O Tribunal do Júri de Salto de Pirapora (SP) condenou Leandro Gabriel Theobaldino a sete anos e onze meses de prisão pelos crimes de tortura e homicídio culposo, quando não há a intenção de matar, no caso envolvendo a morte de seu enteado de dois anos. O réu, no entanto, foi absolvido da acusação de estupro de vulnerável por falta de provas. A mãe da criança, Larissa Senário de Souza, também foi julgada no mesmo processo e recebeu uma pena de sete anos e 21 dias em regime fechado por tortura e por se omitir do dever de cuidar do filho.
O crime ocorreu em outubro de 2024, quando o bebê, Luiz Miguel Ferreira de Souza, chegou sem vida a um hospital local apresentando hematomas pelo corpo, marcas de esganadura e indícios de agressão. Na época, o padrasto foi preso em flagrante e alegou em depoimento que a criança havia dormido após o almoço e não acordou, justificando as marcas no corpo como uma tentativa de massagem cardíaca para salvá-la. Funcionários de saúde relataram que o menino já havia passado por atendimento médico anterior devido a ferimentos que, até então, os responsáveis justificavam como quedas.

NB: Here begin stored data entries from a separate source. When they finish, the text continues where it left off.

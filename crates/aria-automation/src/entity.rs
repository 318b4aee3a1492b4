//! Entity helper
//!
//! A thin handle binding one entity id to the state machine. Skills
//! that own a device or value use it to seed, update and retire their
//! entity without repeating the id everywhere, and it announces the
//! entity's lifecycle on the bus (entity_added, entity_updated,
//! entity_removed) on top of the state machine's own state_changed.

use std::collections::HashMap;
use std::sync::Arc;

use serde_json::json;
use tracing::debug;

use aria_core::events::{ENTITY_ADDED, ENTITY_REMOVED, ENTITY_UPDATED};
use aria_core::{Context, Event, State};
use aria_state_machine::{StateMachine, StateMachineResult};

/// Handle to one entity in the state machine
pub struct Entity {
    entity_id: String,
    state_machine: Arc<StateMachine>,
}

impl Entity {
    /// Seed an entity and announce it
    ///
    /// Overwrites any existing state under the same id. Fires
    /// entity_added but no state_changed, matching direct seeding.
    pub fn add(
        state_machine: Arc<StateMachine>,
        entity_id: impl Into<String>,
        initial_state: impl Into<String>,
        attributes: HashMap<String, serde_json::Value>,
    ) -> Self {
        let entity_id = entity_id.into();
        let state = State::new(&entity_id, initial_state, attributes, Context::new());
        state_machine.add_state(state);
        debug!(entity_id = %entity_id, "Entity added");
        state_machine.fire_event(&Event::new(
            ENTITY_ADDED,
            json!({ "entity_id": entity_id }),
        ));
        Self {
            entity_id,
            state_machine,
        }
    }

    /// The entity id this handle is bound to
    pub fn entity_id(&self) -> &str {
        &self.entity_id
    }

    /// Current state of the entity
    pub fn state(&self) -> StateMachineResult<State> {
        self.state_machine.get_state(&self.entity_id)
    }

    /// Update the entity's state and announce the update
    pub fn set_state(
        &self,
        new_state: impl Into<String>,
        attributes: Option<HashMap<String, serde_json::Value>>,
    ) -> StateMachineResult<State> {
        let updated = self
            .state_machine
            .set_state(&self.entity_id, new_state, attributes)?;
        self.state_machine.fire_event(&Event::new(
            ENTITY_UPDATED,
            json!({ "entity_id": self.entity_id, "state": updated.state }),
        ));
        Ok(updated)
    }

    /// Remove the entity from the state machine and announce it
    ///
    /// The handle is consumed; a no-op if something else already
    /// removed the entity.
    pub fn remove(self) -> Option<State> {
        let removed = self.state_machine.remove_state(&self.entity_id);
        if removed.is_some() {
            self.state_machine.fire_event(&Event::new(
                ENTITY_REMOVED,
                json!({ "entity_id": self.entity_id }),
            ));
        }
        removed
    }
}
//! Job schedules and job metadata

use std::str::FromStr;
use std::sync::Arc;
use std::time::Duration;

use chrono::{DateTime, Utc};

use crate::SchedulerError;

/// Callback run when a job fires
pub type JobCallback = Arc<dyn Fn() + Send + Sync>;

/// When a job should run
#[derive(Debug, Clone)]
pub enum JobSchedule {
    /// Fire at a fixed interval, first firing one interval from now
    Interval(Duration),
    /// Fire according to a cron expression (seconds-resolution, 6 fields)
    Cron(Box<cron::Schedule>),
}

impl JobSchedule {
    /// Build an interval schedule
    pub fn interval(every: Duration) -> Self {
        JobSchedule::Interval(every)
    }

    /// Parse a cron expression into a schedule
    pub fn cron(expression: &str) -> Result<Self, SchedulerError> {
        let schedule =
            cron::Schedule::from_str(expression).map_err(|e| SchedulerError::InvalidCron {
                expression: expression.to_string(),
                reason: e.to_string(),
            })?;
        Ok(JobSchedule::Cron(Box::new(schedule)))
    }

    /// Compute the next run strictly after `now`
    pub fn next_run(&self, now: DateTime<Utc>) -> Option<DateTime<Utc>> {
        match self {
            JobSchedule::Interval(every) => {
                let every = chrono::Duration::from_std(*every).ok()?;
                Some(now + every)
            }
            JobSchedule::Cron(schedule) => schedule.after(&now).next(),
        }
    }
}

/// Snapshot of a scheduled job's metadata
#[derive(Debug, Clone)]
pub struct JobInfo {
    /// Job id, unique within the scheduler
    pub id: String,
    /// Next time the job will fire, if any
    pub next_run: Option<DateTime<Utc>>,
    /// Whether the job is currently paused
    pub paused: bool,
}

pub(crate) struct Job {
    pub(crate) callback: JobCallback,
    pub(crate) schedule: JobSchedule,
    pub(crate) next_run: Option<DateTime<Utc>>,
    pub(crate) paused: bool,
}
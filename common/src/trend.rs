use std::collections::VecDeque;

use crate::types::TemperatureSample;

/// Fixed-capacity FIFO of recent valid readings.
#[derive(Debug, Clone)]
pub struct TrendBuffer {
    samples: VecDeque<f32>,
    capacity: usize,
}

impl TrendBuffer {
    pub fn new(capacity: usize) -> Self {
        let capacity = capacity.max(1);
        Self {
            samples: VecDeque::with_capacity(capacity + 1),
            capacity,
        }
    }

    /// Appends a reading, evicting the oldest once full. Disconnected samples are dropped.
    pub fn push(&mut self, sample: TemperatureSample) -> bool {
        let Some(celsius) = sample.celsius() else {
            return false;
        };
        self.samples.push_back(celsius);
        while self.samples.len() > self.capacity {
            self.samples.pop_front();
        }
        true
    }

    /// Average change per sample between the oldest and newest reading, `0.0` with fewer
    /// than two samples.
    pub fn trend(&self) -> f32 {
        match (self.samples.front(), self.samples.back()) {
            (Some(oldest), Some(newest)) if self.samples.len() >= 2 => {
                (newest - oldest) / (self.samples.len() - 1) as f32
            }
            _ => 0.0,
        }
    }

    pub fn len(&self) -> usize {
        self.samples.len()
    }

    pub fn is_empty(&self) -> bool {
        self.samples.is_empty()
    }

    pub fn capacity(&self) -> usize {
        self.capacity
    }

    pub fn oldest(&self) -> Option<f32> {
        self.samples.front().copied()
    }

    pub fn newest(&self) -> Option<f32> {
        self.samples.back().copied()
    }

    pub fn clear(&mut self) {
        self.samples.clear();
    }
}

Após o veredicto, o advogado de defesa do padrasto informou que os jurados descartaram a tese de homicídio doloso, mas adiantou que vai recorrer da condenação por tortura por considerar que não há provas suficientes no processo. O Ministério Público comunicou que vai analisar as penas e decidir se apresentará recurso dentro do prazo legal. A reportagem tentou contato com os representantes legais da mãe do bebê, mas não obteve retorno para comentar a decisão judicial.